The central claim of the NIPCC chapter is that IPCC authors are too confident in the ability of climate models to make claims about what is causing climate change or make reasonable projections about it, but I’m left unconvinced. The case it makes is limited, indirect, or based on faulty studies.

It is too large an exercise to go through the whole chapter, but for an example of the NIPCC arguments, we can dial in on section 1.1.5. That section addresses the question of how much temperatures will increase due to higher CO2 levels. Given a further increase in atmospheric CO2, that is a question of climate sensitivity, or the temperature change after the climate adjusts to a doubling of atmospheric CO2. Climate models surveyed by the IPCC produce sensitivities between 2 and 4.5 °C, and the IPCC offers a likely range from 1.5-4.5 °C.

The NIPCC report argues that climate models are too sensitive, based on estimates of climate sensitivity from a cherry-picked group of studies that infer climate sensitivity from observed climate changes. That figure offers a slanted, but not ridiculous, survey of climate sensitivity estimates that are lower than climate models. I’ve addressed such a figure before and shown how relying on it gives a biased view of climate sensitivity. I would be cautious in using it to inform my opinion about the large body of research on sensitivity.

Moreover, since the NIPCC was published, we have seen that the methods used to diagnose climate sensitivity from measurements of recent temperature change were faulty and biased in ways that underestimate climate sensitivity as it is calculated by models. Eliminating the bias resolves any apparent difference between modeled and measured sensitivity. Reversing directions, we have also seen that if you compare modeled apples-to-measured apples, there is again very little difference.

Section 1.1.5 also highlights a few specific estimates of climate sensitivity that are lower than the range implied by climate models. The first are from Lindzen and Choi and were first presented in 2009, and later refined in 2011, showing equilibrium climate sensitivity is almost surely below 1 °C. If those studies are true, then climate models would be far too sensitive to CO2 and their predictions wrong. But those studies are of suspicious quality, having had problems being published and later having been directly refuted by multiple authors. None of that is mentioned or challenged in the NIPCC paper. Instead the studies are held as authoritative, even though they are demonstrably wrong.

As far as I can tell, there is no reckoning with the weakness of the alternative arguments offered in this section or in the chapter as a whole. There is also no reckoning with the evidence that led the IPCC authors to conclude that climate models are suitable for diagnosing recent warming and predicting future changes. So while the chapter provides an alternative view, it doesn’t convincely argue for it.

The report is not a total bust. Some of it is textbook-style description of what a climate model is, how one works, how different climate models compare, and how they can be used and misused. Some of what it says is consistent with or heavily cites mainstream thinking. And on the fundamental questions—like whether or not human emissions of CO2 will affect climate—I would notionally, if not quantitatively, agree. However, when you set about to uphold skeptical papers and ideas that are long in the tooth, you will invariably end up with a product that makes scattershot, inconsistent, naive, and incorrect claims.  

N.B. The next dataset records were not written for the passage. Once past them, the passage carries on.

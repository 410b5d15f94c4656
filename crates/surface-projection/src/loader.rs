//! `.api.json` document loader.
//!
//! Maps the raw parsed document into the typed `ApiItem` tree. Structure
//! errors (unknown kind, missing canonical reference) abort the load;
//! a capability field that is present but malformed is recorded in
//! `ApiItem::unreadable` and skipped, so one bad field never loses the
//! rest of the tree.
//!
//! Source-text excerpts are reconstructed from `excerptTokens` plus the
//! per-capability token ranges (`returnTypeTokenRange` and friends): the
//! text of tokens `startIndex..endIndex` concatenated, then trimmed.

use crate::error::LoadError;
use crate::item::{
    ApiItem, Capability, ClassHeritage, ContainerFacet, ItemKind, Parameter, ReleaseTag,
    TypeParameter,
};
use serde_json::{Map, Value};

/// Check the two top-level document markers.
///
/// Runs before any tree work; a document failing this is "not an API
/// surface document" rather than one that failed to load.
pub fn validate_markers(doc: &Value) -> Result<(), LoadError> {
    let obj = doc.as_object().ok_or(LoadError::RootNotAnObject)?;
    for field in ["metadata", "kind"] {
        if !obj.contains_key(field) {
            return Err(LoadError::MissingMarker { field });
        }
    }
    Ok(())
}

/// Load the full item tree from a marker-validated document.
pub fn load_document(doc: &Value) -> Result<ApiItem, LoadError> {
    load_item(doc, "(document root)")
}

fn load_item(value: &Value, parent: &str) -> Result<ApiItem, LoadError> {
    let obj = value.as_object().ok_or(LoadError::RootNotAnObject)?;

    let canonical_reference = obj
        .get("canonicalReference")
        .and_then(Value::as_str)
        .ok_or_else(|| LoadError::MissingCanonicalReference {
            parent: parent.to_string(),
        })?
        .to_string();

    let kind_text = obj
        .get("kind")
        .and_then(Value::as_str)
        .ok_or_else(|| LoadError::MissingKind {
            canonical_reference: canonical_reference.clone(),
        })?;
    let kind = ItemKind::parse(kind_text).ok_or_else(|| LoadError::UnknownKind {
        canonical_reference: canonical_reference.clone(),
        kind: kind_text.to_string(),
    })?;

    let mut item = ApiItem::new(kind, canonical_reference);
    let tokens = obj.get("excerptTokens").and_then(Value::as_array);

    read_name(obj, &mut item);
    read_release_tag(obj, &mut item);
    read_docs(obj, &mut item);
    read_excerpt(obj, tokens, &mut item);
    read_parameters(obj, tokens, &mut item);
    read_type_parameters(obj, tokens, &mut item);
    read_range_field(obj, tokens, "returnTypeTokenRange", Capability::ReturnType, &mut item);
    read_flags(obj, &mut item);
    read_range_field(obj, tokens, "initializerTokenRange", Capability::Initializer, &mut item);
    read_class_heritage(obj, tokens, &mut item);
    read_interface_extends(obj, tokens, &mut item);
    read_declared_type(obj, tokens, &mut item);

    if kind.is_container() {
        item.container = Some(ContainerFacet {
            preserve_member_order: obj
                .get("preserveMemberOrder")
                .and_then(Value::as_bool)
                .unwrap_or(false),
        });
    }

    if let Some(members_value) = obj.get("members") {
        match members_value.as_array() {
            Some(members) => {
                for (index, member) in members.iter().enumerate() {
                    if !member.is_object() {
                        return Err(LoadError::MemberNotAnObject {
                            parent: item.canonical_reference.clone(),
                            index,
                        });
                    }
                    let child = load_item(member, &item.canonical_reference)?;
                    item.members.push(child);
                }
            }
            None => mark_unreadable(&mut item, Capability::Container),
        }
    }

    Ok(item)
}
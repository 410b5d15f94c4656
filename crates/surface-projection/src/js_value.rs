//! Tagged values for generic introspection.
//!
//! `JsValue` is the serializable output shape: a closed variant that keeps
//! "undefined" distinct from "null" and from "present but empty" at every
//! key. `Reflected` is the source side: a shareable value graph the
//! snapshot walk descends with two safeguards, a depth budget and an
//! in-path identity set, because the source model may contain
//! back-references (parent links) and must never blow the stack.

use serde::{Deserialize, Serialize};
use std::cell::RefCell;
use std::collections::BTreeMap;
use std::rc::Rc;

/// Maximum composite nesting the snapshot walk will expand.
pub const MAX_INTROSPECTION_DEPTH: usize = 5;

/// Placeholder written where a composite exceeds the depth budget.
pub const DEPTH_PLACEHOLDER: &str = "(depth limit exceeded)";

/// Placeholder written where a property could not be read.
pub const UNREADABLE_PLACEHOLDER: &str = "(error reading property)";

/// A tagged introspection value.
///
/// Serializes with an explicit `type` tag, e.g. `{"type":"undefined"}` or
/// `{"type":"array","items":[...],"length":2}`, so a consumer can always
/// tell absence, null, and emptiness apart.
#[derive(Debug, Clone, PartialEq, Serialize, Deserialize)]
#[serde(tag = "type", rename_all = "camelCase")]
pub enum JsValue {
    Undefined,
    Null,
    String { value: String },
    Number { value: f64 },
    Boolean { value: bool },
    Array { items: Vec<JsValue>, length: usize },
    Object { properties: BTreeMap<String, JsValue> },
    Function { label: String },
    Circular { label: String },
}

impl JsValue {
    pub fn string(value: impl Into<String>) -> Self {
        Self::String {
            value: value.into(),
        }
    }

    /// Placeholder for a property whose read failed.
    pub fn unreadable() -> Self {
        Self::string(UNREADABLE_PLACEHOLDER)
    }
}

/// A source value for the snapshot walk.
///
/// Composites are `Rc`-shared and interiorly mutable so the same node can
/// appear in several places, including inside itself. That is exactly the
/// shape the walk has to survive.
#[derive(Debug, Clone)]
pub enum Reflected {
    Undefined,
    Null,
    Bool(bool),
    Number(f64),
    String(String),
    Function(String),
    Array(Rc<RefCell<Vec<Reflected>>>),
    Object(Rc<RefCell<BTreeMap<String, Reflected>>>),
}

impl Reflected {
    pub fn string(value: impl Into<String>) -> Self {
        Self::String(value.into())
    }

    pub fn array(items: Vec<Reflected>) -> Self {
        Self::Array(Rc::new(RefCell::new(items)))
    }

    pub fn object(entries: Vec<(&str, Reflected)>) -> Self {
        let map = entries
            .into_iter()
            .map(|(k, v)| (k.to_string(), v))
            .collect();
        Self::Object(Rc::new(RefCell::new(map)))
    }

    /// Convert to the serializable tagged form.
    ///
    /// Re-entering a composite already on the descent path yields
    /// `Circular`; composites past the depth budget collapse to a string
    /// placeholder. Terminates for any input, cyclic or not.
    pub fn snapshot(&self) -> JsValue {
        let mut path: Vec<usize> = Vec::new();
        self.snapshot_at(0, &mut path)
    }

    fn snapshot_at(&self, depth: usize, path: &mut Vec<usize>) -> JsValue {
        match self {
            Reflected::Undefined => JsValue::Undefined,
            Reflected::Null => JsValue::Null,
            Reflected::Bool(b) => JsValue::Boolean { value: *b },
            Reflected::Number(n) => JsValue::Number { value: *n },
            Reflected::String(s) => JsValue::String { value: s.clone() },
            Reflected::Function(label) => JsValue::Function {
                label: label.clone(),
            },
            Reflected::Array(cell) => {
                let id = Rc::as_ptr(cell) as usize;
                if path.contains(&id) {
                    return JsValue::Circular {
                        label: "(circular array)".to_string(),
                    };
                }
                if depth >= MAX_INTROSPECTION_DEPTH {
                    return JsValue::string(DEPTH_PLACEHOLDER);
                }
                path.push(id);
                let items: Vec<JsValue> = cell
                    .borrow()
                    .iter()
                    .map(|item| item.snapshot_at(depth + 1, path))
                    .collect();
                path.pop();
                let length = items.len();
                JsValue::Array { items, length }
            }
            Reflected::Object(cell) => {
                let id = Rc::as_ptr(cell) as usize;
                if path.contains(&id) {
                    return JsValue::Circular {
                        label: "(circular object)".to_string(),
                    };
                }
                if depth >= MAX_INTROSPECTION_DEPTH {
                    return JsValue::string(DEPTH_PLACEHOLDER);
                }
                path.push(id);
                let properties: BTreeMap<String, JsValue> = cell
                    .borrow()
                    .iter()
                    .map(|(key, value)| (key.clone(), value.snapshot_at(depth + 1, path)))
                    .collect();
                path.pop();
                JsValue::Object { properties }
            }
        }
    }
}

impl From<&serde_json::Value> for Reflected {
    fn from(value: &serde_json::Value) -> Self {
        match value {
            serde_json::Value::Null => Reflected::Null,
            serde_json::Value::Bool(b) => Reflected::Bool(*b),
            serde_json::Value::Number(n) => Reflected::Number(n.as_f64().unwrap_or_default()),
            serde_json::Value::String(s) => Reflected::String(s.clone()),
            serde_json::Value::Array(items) => {
                Reflected::array(items.iter().map(Reflected::from).collect())
            }
            serde_json::Value::Object(map) => Reflected::Object(Rc::new(RefCell::new(
                map.iter()
                    .map(|(k, v)| (k.clone(), Reflected::from(v)))
                    .collect(),
            ))),
        }
    }
}

impl From<bool> for Reflected {
    fn from(value: bool) -> Self {
        Reflected::Bool(value)
    }
}

impl From<&str> for Reflected {
    fn from(value: &str) -> Self {
        Reflected::string(value)
    }
}
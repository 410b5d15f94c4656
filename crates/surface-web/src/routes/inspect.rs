//! The inspection endpoint.
//!
//! `POST /api/inspect` takes the raw `.api.json` text and answers with
//! the envelope the viewer consumes: `success:true` plus exactly one root
//! view node, or `success:false` plus one short message. Never both, and
//! never a partial tree alongside a failure.
//!
//! Pipeline order matters: size ceiling before parsing, marker validation
//! before the loader, and the side table is built only for documents that
//! loaded.

use axum::http::{header::CONTENT_LENGTH, HeaderMap};
use axum::Json;
use serde::Serialize;
use std::panic::{catch_unwind, AssertUnwindSafe};
use surface_projection::{loader, project, SideTable, ViewNode};

use crate::error::{InspectError, MAX_BODY_BYTES};

/// Response envelope for the inspection endpoint.
#[derive(Debug, Serialize)]
pub struct InspectResponse {
    pub success: bool,
    #[serde(skip_serializing_if = "Option::is_none")]
    pub tree: Option<ViewNode>,
    #[serde(skip_serializing_if = "Option::is_none")]
    pub error: Option<String>,
}

impl InspectResponse {
    fn ok(tree: ViewNode) -> Self {
        Self {
            success: true,
            tree: Some(tree),
            error: None,
        }
    }

    fn fail(message: String) -> Self {
        Self {
            success: false,
            tree: None,
            error: Some(message),
        }
    }
}

pub async fn inspect(headers: HeaderMap, body: String) -> Json<InspectResponse> {
    match run(&headers, &body) {
        Ok(tree) => Json(InspectResponse::ok(tree)),
        Err(err) => {
            err.log();
            Json(InspectResponse::fail(err.user_message()))
        }
    }
}

fn run(headers: &HeaderMap, body: &str) -> Result<ViewNode, InspectError> {
    check_size(headers, body)?;
    // Projection is pure and expected not to panic for loaded input; if
    // it ever does, the client gets an opaque internal error, not a 500
    // with internals in it.
    match catch_unwind(AssertUnwindSafe(|| inspect_source(body))) {
        Ok(result) => result,
        Err(_) => Err(InspectError::Internal),
    }
}

/// Reject oversized payloads before any parsing happens. The declared
/// `Content-Length` is checked as well as the measured body, so a
/// truthful client is refused without us reading the whole payload into
/// the parser.
fn check_size(headers: &HeaderMap, body: &str) -> Result<(), InspectError> {
    let declared = headers
        .get(CONTENT_LENGTH)
        .and_then(|value| value.to_str().ok())
        .and_then(|value| value.parse::<usize>().ok());

    if let Some(bytes) = declared {
        if bytes > MAX_BODY_BYTES {
            return Err(InspectError::TooLarge { bytes });
        }
    }
    if body.len() > MAX_BODY_BYTES {
        return Err(InspectError::TooLarge { bytes: body.len() });
    }
    Ok(())
}

/// The full text-to-tree pipeline, shared by the handler and the tests.
pub(crate) fn inspect_source(source: &str) -> Result<ViewNode, InspectError> {
    let doc: serde_json::Value =
        serde_json::from_str(source).map_err(InspectError::MalformedJson)?;
    loader::validate_markers(&doc).map_err(InspectError::InvalidDocument)?;
    let root = loader::load_document(&doc).map_err(InspectError::LoadFailed)?;
    let side = SideTable::build(&doc);
    Ok(project(&root, &side))
}
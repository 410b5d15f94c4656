//! Request-level error taxonomy.
//!
//! Everything the inspection endpoint can refuse, in the order the
//! pipeline checks it: size, JSON syntax, document markers, model load,
//! and a catch-all whose detail is logged server-side only.

use surface_projection::LoadError;
use thiserror::Error;

/// Payload ceiling for inspection requests, enforced before parsing.
pub const MAX_BODY_BYTES: usize = 10 * 1024 * 1024;

#[derive(Debug, Error)]
pub enum InspectError {
    /// Body exceeds the payload ceiling (by header or by measured length).
    #[error("request body is {bytes} bytes; the limit is 10485760 bytes (10 MiB)")]
    TooLarge { bytes: usize },

    /// The text is not JSON at all.
    #[error("invalid JSON: {0}")]
    MalformedJson(serde_json::Error),

    /// Parses as JSON but is not an API surface document.
    #[error("not an API surface document: {0}")]
    InvalidDocument(#[source] LoadError),

    /// The document carries the markers but its content failed to load.
    #[error("could not load the API model: {0}")]
    LoadFailed(#[source] LoadError),

    /// Anything unexpected; the client sees only an opaque message.
    #[error("internal error while building the tree")]
    Internal,
}

impl InspectError {
    /// Short machine-readable code for this error type.
    pub fn code(&self) -> &'static str {
        match self {
            Self::TooLarge { .. } => "TOO_LARGE",
            Self::MalformedJson(_) => "MALFORMED_JSON",
            Self::InvalidDocument(_) => "INVALID_DOCUMENT",
            Self::LoadFailed(_) => "LOAD_FAILED",
            Self::Internal => "INTERNAL",
        }
    }

    /// The one short message the client receives.
    pub fn user_message(&self) -> String {
        self.to_string()
    }

    /// Log the failure server-side. Internal causes never reach the
    /// client, so they are logged at error level here.
    pub fn log(&self) {
        match self {
            Self::Internal => tracing::error!(code = self.code(), "inspection failed"),
            Self::LoadFailed(cause) => {
                tracing::warn!(code = self.code(), %cause, "inspection rejected")
            }
            other => tracing::debug!(code = other.code(), "inspection rejected: {other}"),
        }
    }
}
//! Loader error types.

use thiserror::Error;

/// Errors raised while mapping a raw document into the typed item tree.
///
/// Only structural problems are errors; a present-but-malformed capability
/// field degrades to `ApiItem::unreadable` instead (the rest of the tree
/// must still load).
#[derive(Debug, Clone, Error)]
pub enum LoadError {
    /// Document root lacks a required top-level marker.
    #[error("document is missing the top-level '{field}' field")]
    MissingMarker {
        /// The absent field (`metadata` or `kind`).
        field: &'static str,
    },

    /// Document root is not a JSON object.
    #[error("document root is not a JSON object")]
    RootNotAnObject,

    /// A member entry is not a JSON object.
    #[error("member {index} under '{parent}' is not a JSON object")]
    MemberNotAnObject {
        /// Canonical reference of the containing item.
        parent: String,
        /// Position in the containing `members` array.
        index: usize,
    },

    /// An item has no usable `kind` string.
    #[error("item '{canonical_reference}' has no 'kind' string")]
    MissingKind {
        /// Canonical reference of the offending item, or the parent's
        /// reference if the item has none either.
        canonical_reference: String,
    },

    /// An item's `kind` string is not a recognized item kind.
    #[error("item '{canonical_reference}' has unrecognized kind '{kind}'")]
    UnknownKind {
        canonical_reference: String,
        kind: String,
    },

    /// An item has no `canonicalReference` string.
    #[error("item under '{parent}' is missing a 'canonicalReference'")]
    MissingCanonicalReference {
        /// Canonical reference of the containing item.
        parent: String,
    },
}

impl LoadError {
    /// Short machine-readable code for this error type.
    pub fn code(&self) -> &'static str {
        match self {
            Self::MissingMarker { .. } => "MISSING_MARKER",
            Self::RootNotAnObject => "ROOT_NOT_OBJECT",
            Self::MemberNotAnObject { .. } => "MEMBER_NOT_OBJECT",
            Self::MissingKind { .. } => "MISSING_KIND",
            Self::UnknownKind { .. } => "UNKNOWN_KIND",
            Self::MissingCanonicalReference { .. } => "MISSING_CANONICAL_REFERENCE",
        }
    }

    /// Whether this error means the text is not an API surface document
    /// at all, as opposed to a document whose content failed to load.
    pub fn is_structural(&self) -> bool {
        matches!(self, Self::MissingMarker { .. } | Self::RootNotAnObject)
    }
}
use chrono::Utc;
use ratatui::{
    layout::{Constraint, Direction, Layout, Rect},
    style::{Color, Modifier, Style},
    text::{Line, Span},
    widgets::{Block, Borders, List, ListItem, Paragraph, Wrap},
    Frame,
};

use super::{band_color, confidence_color, confidence_dots};
use crate::models::Topic;
use crate::scheduler::{confidence_band, is_due};
use crate::stats::format_duration;
use crate::tui::App;

pub fn draw(f: &mut Frame, app: &App, area: Rect) {
    let Some(topic) = &app.selected_topic else {
        let block = Block::default()
            .borders(Borders::ALL)
            .title(" Topic Detail ");
        let paragraph = Paragraph::new("No topic selected").block(block);
        f.render_widget(paragraph, area);
        return;
    };

    let chunks = Layout::default()
        .direction(Direction::Vertical)
        .constraints([
            Constraint::Length(7), // Description + summary
            Constraint::Length(5), // Schedule
            Constraint::Min(0),    // Review history
        ])
        .split(area);

    draw_header(f, topic, chunks[0]);
    draw_schedule(f, topic, chunks[1]);
    draw_history(f, topic, chunks[2]);
}

fn draw_header(f: &mut Frame, topic: &Topic, area: Rect) {
    let description = if topic.description.is_empty() {
        "No description"
    } else {
        topic.description.as_str()
    };
    let summary = if topic.summary.is_empty() {
        "No summary yet"
    } else {
        topic.summary.as_str()
    };

    let text = vec![
        Line::from(vec![
            Span::styled("Description: ", Style::default().fg(Color::Gray)),
            Span::styled(description, Style::default().fg(Color::White)),
        ]),
        Line::from(""),
        Line::from(vec![
            Span::styled("Summary: ", Style::default().fg(Color::Gray)),
            Span::styled(summary, Style::default().fg(Color::White)),
        ]),
    ];

    let block = Block::default()
        .borders(Borders::ALL)
        .title(format!(" {} ", topic.title))
        .title_style(
            Style::default()
                .fg(Color::Yellow)
                .add_modifier(Modifier::BOLD),
        );

    let paragraph = Paragraph::new(text).block(block).wrap(Wrap { trim: true });
    f.render_widget(paragraph, area);
}

fn draw_schedule(f: &mut Frame, topic: &Topic, area: Rect) {
    let (dots, dots_style) = confidence_dots(topic);

    let (next_text, next_color) = match &topic.next_review_date {
        _ if is_due(topic, Utc::now()) => ("Due now".to_string(), Color::Red),
        Some(next) => (next.format("%b %d, %Y").to_string(), Color::White),
        None => ("Not set".to_string(), Color::DarkGray),
    };

    let text = vec![
        Line::from(vec![
            Span::styled("Status: ", Style::default().fg(Color::Gray)),
            Span::styled(topic.status.label(), Style::default().fg(Color::Cyan)),
            Span::raw("  "),
            Span::styled("Time: ", Style::default().fg(Color::Gray)),
            Span::styled(
                format_duration(topic.time_spent),
                Style::default().fg(Color::Magenta),
            ),
            Span::raw("  "),
            Span::styled("Confidence: ", Style::default().fg(Color::Gray)),
            Span::styled(dots, dots_style),
        ]),
        Line::from(vec![
            Span::styled("Reviews: ", Style::default().fg(Color::Gray)),
            Span::styled(
                topic.review_history.len().to_string(),
                Style::default().fg(Color::White),
            ),
            Span::raw("  "),
            Span::styled("Next: ", Style::default().fg(Color::Gray)),
            Span::styled(next_text, Style::default().fg(next_color)),
        ]),
    ];

    let block = Block::default()
        .borders(Borders::ALL)
        .title(" Schedule ")
        .title_style(Style::default().fg(confidence_color(topic)));

    let paragraph = Paragraph::new(text).block(block);
    f.render_widget(paragraph, area);
}

fn draw_history(f: &mut Frame, topic: &Topic, area: Rect) {
    // Newest first
    let items: Vec<ListItem> = topic
        .review_history
        .iter()
        .rev()
        .map(|record| {
            let color = band_color(confidence_band(record.confidence));
            ListItem::new(Line::from(vec![
                Span::styled(
                    format!("{:<20}", record.timestamp.format("%Y-%m-%d %H:%M")),
                    Style::default().fg(Color::DarkGray),
                ),
                Span::styled(
                    format!("confidence {}", record.confidence.value()),
                    Style::default().fg(color),
                ),
            ]))
        })
        .collect();

    let block = Block::default()
        .borders(Borders::ALL)
        .title(format!(" Review History ({}) ", topic.review_history.len()))
        .title_style(Style::default().fg(Color::Magenta));

    if items.is_empty() {
        let paragraph = Paragraph::new("Never reviewed. Press 1-5 to rate your recall.")
            .style(Style::default().fg(Color::DarkGray))
            .block(block);
        f.render_widget(paragraph, area);
    } else {
        let list = List::new(items).block(block);
        f.render_widget(list, area);
    }
}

And while I don’t want to beg the question too much, it should be noted that confidence in the models is something of a strawman. The 5th IPCC report has an entire chapter on the evaluation of climate models, and comparisons with observations, which does not hide the ball when climate models struggle and discusses many of the same comparisons highlighted in the NIPCC report.

In a follow-up post, I’ll do a deep dive into learning from model-data comparisons.